普段から大事なものの置き場所は決めておくべきだった

震災体験談6 【熊本地震体験者/45歳/女性】

4月14日の前震の時には、強い揺れは感じたものの、家の中の物が散乱することもなかったので、購入したのは2リットルの水、6本の1ケースだけでした。

その後本震が起こり、すごい揺れが続いて、怖くて記憶もあまりありません。
それで揺れが収まって、外に出ようと戸を開けようとするのですが、戸が開かないんです。
懐中電灯も携帯電話も枕元に持ってきていなかったので、暗闇の中を手探りで探す羽目になりました。2台の車の鍵も見つかりません。
普段からバッグの中にいれるなり、きちんと決めておければよかったのですが、いつも帰ってポイって置くままだったのは反省点です。
結局、近くの小学校まで歩いて行きました。
着の身着のまま、パジャマのまま、とりあえず毛布だけ羽織って外に出ましたのが、すごく怖かったです。

その後もすごい余震が何度も来て、携帯の警報も何回も鳴りました。
さらに安否確認メールが何回も来るので大変でした。
それどころじゃない状況ですぐに返さなくてはならないのがすごくストレスでした。それが大変だったという記憶はあります。
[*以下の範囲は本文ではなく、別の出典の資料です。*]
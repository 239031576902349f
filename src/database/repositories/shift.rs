use chrono::Utc;
use sqlx::{QueryBuilder, Sqlite, SqliteConnection, SqlitePool};

use crate::database::models::{CloseShiftInput, OpenShiftInput, Shift, ShiftQuery, UpdateShiftInput};

const SHIFT_COLUMNS: &str = "id, user_id, location_id, clock_in, clock_out, clock_in_lat, clock_in_lng, clock_out_lat, clock_out_lng, is_adhoc, notes, created_at, updated_at";

const DEFAULT_PAGE_SIZE: i64 = 100;
const MAX_PAGE_SIZE: i64 = 500;

#[derive(Clone)]
pub struct ShiftRepository {
    pool: SqlitePool,
}

impl ShiftRepository {
    pub fn new(pool: SqlitePool) -> Self {
        Self { pool }
    }

    pub fn pool(&self) -> &SqlitePool {
        &self.pool
    }

    // The three calls below run inside the clock transaction.

    pub async fn find_open_for_user(
        conn: &mut SqliteConnection,
        user_id: i64,
    ) -> Result<Option<Shift>, sqlx::Error> {
        sqlx::query_as::<_, Shift>(&format!(
            "SELECT {SHIFT_COLUMNS} FROM shifts WHERE user_id = ? AND clock_out IS NULL ORDER BY clock_in DESC LIMIT 1"
        ))
        .bind(user_id)
        .fetch_optional(conn)
        .await
    }

    pub async fn open_shift(
        conn: &mut SqliteConnection,
        input: &OpenShiftInput,
    ) -> Result<Shift, sqlx::Error> {
        let now = Utc::now();
        sqlx::query_as::<_, Shift>(&format!(
            r#"
            INSERT INTO shifts (user_id, location_id, clock_in, clock_in_lat, clock_in_lng, is_adhoc, notes, created_at, updated_at)
            VALUES (?, ?, ?, ?, ?, ?, ?, ?, ?)
            RETURNING {SHIFT_COLUMNS}
            "#
        ))
        .bind(input.user_id)
        .bind(input.location_id)
        .bind(input.clock_in)
        .bind(input.latitude)
        .bind(input.longitude)
        .bind(input.is_adhoc)
        .bind(&input.notes)
        .bind(now)
        .bind(now)
        .fetch_one(conn)
        .await
    }

    /// Closes an open shift. The original location is kept; the matched one only
    /// fills in when the shift started without one, which also clears `is_adhoc`.
    pub async fn close_shift(
        conn: &mut SqliteConnection,
        shift_id: i64,
        input: &CloseShiftInput,
    ) -> Result<Option<Shift>, sqlx::Error> {
        sqlx::query_as::<_, Shift>(&format!(
            r#"
            UPDATE shifts
            SET clock_out = ?,
                clock_out_lat = ?,
                clock_out_lng = ?,
                location_id = COALESCE(location_id, ?),
                is_adhoc = CASE WHEN location_id IS NULL AND ? IS NOT NULL THEN 0 ELSE is_adhoc END,
                notes = COALESCE(?, notes),
                updated_at = ?
            WHERE id = ? AND clock_out IS NULL
            RETURNING {SHIFT_COLUMNS}
            "#
        ))
        .bind(input.clock_out)
        .bind(input.latitude)
        .bind(input.longitude)
        .bind(input.location_id)
        .bind(input.location_id)
        .bind(&input.notes)
        .bind(Utc::now())
        .bind(shift_id)
        .fetch_optional(conn)
        .await
    }

    pub async fn find_by_id(&self, id: i64) -> Result<Option<Shift>, sqlx::Error> {
        sqlx::query_as::<_, Shift>(&format!("SELECT {SHIFT_COLUMNS} FROM shifts WHERE id = ?"))
            .bind(id)
            .fetch_optional(&self.pool)
            .await
    }

    pub async fn find_open_shift(&self, user_id: i64) -> Result<Option<Shift>, sqlx::Error> {
        let mut conn = self.pool.acquire().await?;
        Self::find_open_for_user(&mut conn, user_id).await
    }

    pub async fn find_by_query(&self, query: &ShiftQuery) -> Result<Vec<Shift>, sqlx::Error> {
        let mut builder: QueryBuilder<Sqlite> =
            QueryBuilder::new(format!("SELECT {SHIFT_COLUMNS} FROM shifts WHERE 1 = 1"));

        if let Some(user_id) = query.user_id {
            builder.push(" AND user_id = ").push_bind(user_id);
        }
        if let Some(location_id) = query.location_id {
            builder.push(" AND location_id = ").push_bind(location_id);
        }
        if query.open_only {
            builder.push(" AND clock_out IS NULL");
        }
        if let Some(from) = query.from {
            builder.push(" AND clock_in >= ").push_bind(from);
        }
        if let Some(to) = query.to {
            builder.push(" AND clock_in < ").push_bind(to);
        }

        let limit = query
            .limit
            .unwrap_or(DEFAULT_PAGE_SIZE)
            .clamp(1, MAX_PAGE_SIZE);
        let offset = query.offset.unwrap_or(0).max(0);

        builder
            .push(" ORDER BY clock_in DESC, id DESC LIMIT ")
            .push_bind(limit)
            .push(" OFFSET ")
            .push_bind(offset);

        builder
            .build_query_as::<Shift>()
            .fetch_all(&self.pool)
            .await
    }

    pub async fn update_shift(
        &self,
        id: i64,
        input: &UpdateShiftInput,
    ) -> Result<Option<Shift>, sqlx::Error> {
        sqlx::query_as::<_, Shift>(&format!(
            r#"
            UPDATE shifts
            SET clock_in = COALESCE(?, clock_in),
                clock_out = COALESCE(?, clock_out),
                location_id = COALESCE(?, location_id),
                is_adhoc = CASE WHEN ? IS NOT NULL THEN 0 ELSE is_adhoc END,
                notes = COALESCE(?, notes),
                updated_at = ?
            WHERE id = ?
            RETURNING {SHIFT_COLUMNS}
            "#
        ))
        .bind(input.clock_in)
        .bind(input.clock_out)
        .bind(input.location_id)
        .bind(input.location_id)
        .bind(&input.notes)
        .bind(Utc::now())
        .bind(id)
        .fetch_optional(&self.pool)
        .await
    }

    pub async fn delete_shift(&self, id: i64) -> Result<bool, sqlx::Error> {
        let result = sqlx::query("DELETE FROM shifts WHERE id = ?")
            .bind(id)
            .execute(&self.pool)
            .await?;

        Ok(result.rows_affected() > 0)
    }
}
それで小学校に行ったものの、深夜ですからもちろん玄関の鍵は開いておらず、体育館が開くまでに1~2時間くらいあったんじゃないかと思います。ブルーシートか何か座れるような物を持って行けばよかったなと思いました。何の防災意識もなかったことを反省しています。
座る物と車の鍵と、あとは探したのが眼鏡です。懐中電灯の置き場所だけは決まっていましたので、暗がりの中でも探して見つかりました。

翌日は、家の全部屋に亀裂が入っていました。
アパートの玄関ドアも全部亀裂が入っていて、地割れもありました。
益城町からは遠い北区ですけれど、結構地割れも起こしていて、揺れのすごさを実感しました。
自宅は水が止まっていました。電気とガスはついたものの、水が出ないと生活できないので、水道も全部大丈夫な実家に避難しました。

※意見は参加者個人の主観であり、発言内容について、有効性を保証するものではありません。